Every entry must be echoed exactly.

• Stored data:
##############################

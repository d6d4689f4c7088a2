//! Main Entrypoint for the Book Tutor API Service
//!
//! This binary is responsible for:
//! 1. Loading configuration from the environment.
//! 2. Building the retriever, LLM client, book profile and prompts.
//! 3. Constructing the Axum router and applying middleware.
//! 4. Starting the web server and handling graceful shutdown.

use anyhow::Context;
use booktutor_api::{config::Config, router::create_router, state::AppState};
use booktutor_core::agents::AgentContext;
use std::{net::SocketAddr, sync::Arc};
use tower_http::cors::{Any, CorsLayer};
use tracing::{error, info};

/// Listens for the `Ctrl+C` signal to gracefully shut down the server.
async fn shutdown_signal() {
    if let Err(err) = tokio::signal::ctrl_c().await {
        error!("Failed to install Ctrl+C handler: {}", err);
        std::future::pending::<()>().await;
    }
    info!("Received shutdown signal. Shutting down gracefully...");
}

#[tokio::main]
async fn main() -> anyhow::Result<()> {
    // --- 1. Load Configuration ---
    dotenvy::dotenv().ok();
    let config = Config::from_env().context("Failed to load configuration")?;

    // --- 2. Initialize Logging ---
    tracing_subscriber::fmt()
        .with_max_level(config.tutor.log_level)
        .with_timer(tracing_subscriber::fmt::time::ChronoLocal::rfc_3339())
        .init();
    info!("Configuration loaded. Initializing application state...");

    // --- 3. Initialize Shared Services ---
    let ctx = AgentContext::from_config(&config.tutor)
        .context("Failed to initialize tutoring agents")?;
    let app_state = Arc::new(AppState::new(ctx));

    // --- 4. Create Router and Apply Middleware ---
    let cors = CorsLayer::new()
        .allow_origin(Any)
        .allow_methods(Any)
        .allow_headers(Any);

    let app = create_router(app_state).layer(cors);

    // --- 5. Start Server ---
    info!(
        provider = ?config.tutor.provider,
        model = %config.tutor.chat_model,
        bind_address = %config.bind_address,
        "Service configured. Starting server..."
    );
    let listener = tokio::net::TcpListener::bind(config.bind_address)
        .await
        .with_context(|| format!("Failed to bind {}", config.bind_address))?;

    axum::serve(
        listener,
        app.into_make_service_with_connect_info::<SocketAddr>(),
    )
    .with_graceful_shutdown(shutdown_signal())
    .await?;

    info!("Server has shut down.");
    Ok(())
}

##############################

• WORKED SOLUTION:
repository d6d4689f4c7088a2
//! Main Entrypoint for the Book Tutor API Service
//!
//! This binary is responsible for:
//! 1. Loading configuration from the environment.
//! 2. Building the retriever, LLM client, book profile and prompts.
//! 3. Constructing the Axum router and applying middleware.
//! 4. Starting the web server and handling graceful shutdown.

use anyhow::Context;
use booktutor_api::{config::Config, router::create_router, state::AppState};
use booktutor_core::agents::AgentContext;
use std::{net::SocketAddr, sync::Arc};
use tower_http::cors::{Any, CorsLayer};
use tracing::{error, info};

/// Listens for the `Ctrl+C` signal to gracefully shut down the server.
async fn shutdown_signal() {
    if let Err(err) = tokio::signal::ctrl_c().await {
        error!("Failed to install Ctrl+C handler: {}", err);
        std::future::pending::<()>().await;
    }
    info!("Received shutdown signal. Shutting down gracefully...");
}

#[tokio::main]
async fn main() -> anyhow::Result<()> {
    // --- 1. Load Configuration ---
    dotenvy::dotenv().ok();
    let config = Config::from_env().context("Failed to load configuration")?;

    // --- 2. Initialize Logging ---
    tracing_subscriber::fmt()
        .with_max_level(config.tutor.log_level)
        .with_timer(tracing_subscriber::fmt::time::ChronoLocal::rfc_3339())
        .init();
    info!("Configuration loaded. Initializing application state...");

    // --- 3. Initialize Shared Services ---
    let ctx = AgentContext::from_config(&config.tutor)
        .context("Failed to initialize tutoring agents")?;
    let app_state = Arc::new(AppState::new(ctx));

    // --- 4. Create Router and Apply Middleware ---
    let cors = CorsLayer::new()
        .allow_origin(Any)
        .allow_methods(Any)
        .allow_headers(Any);

    let app = create_router(app_state).layer(cors);

    // --- 5. Start Server ---
    info!(
        provider = ?config.tutor.provider,
        model = %config.tutor.chat_model,
        bind_address = %config.bind_address,
        "Service configured. Starting server..."
    );
    let listener = tokio::net::TcpListener::bind(config.bind_address)
        .await
        .with_context(|| format!("Failed to bind {}", config.bind_address))?;

    axum::serve(
        listener,
        app.into_make_service_with_connect_info::<SocketAddr>(),
    )
    .with_graceful_shutdown(shutdown_signal())
    .await?;

    info!("Server has shut down.");
    Ok(())
}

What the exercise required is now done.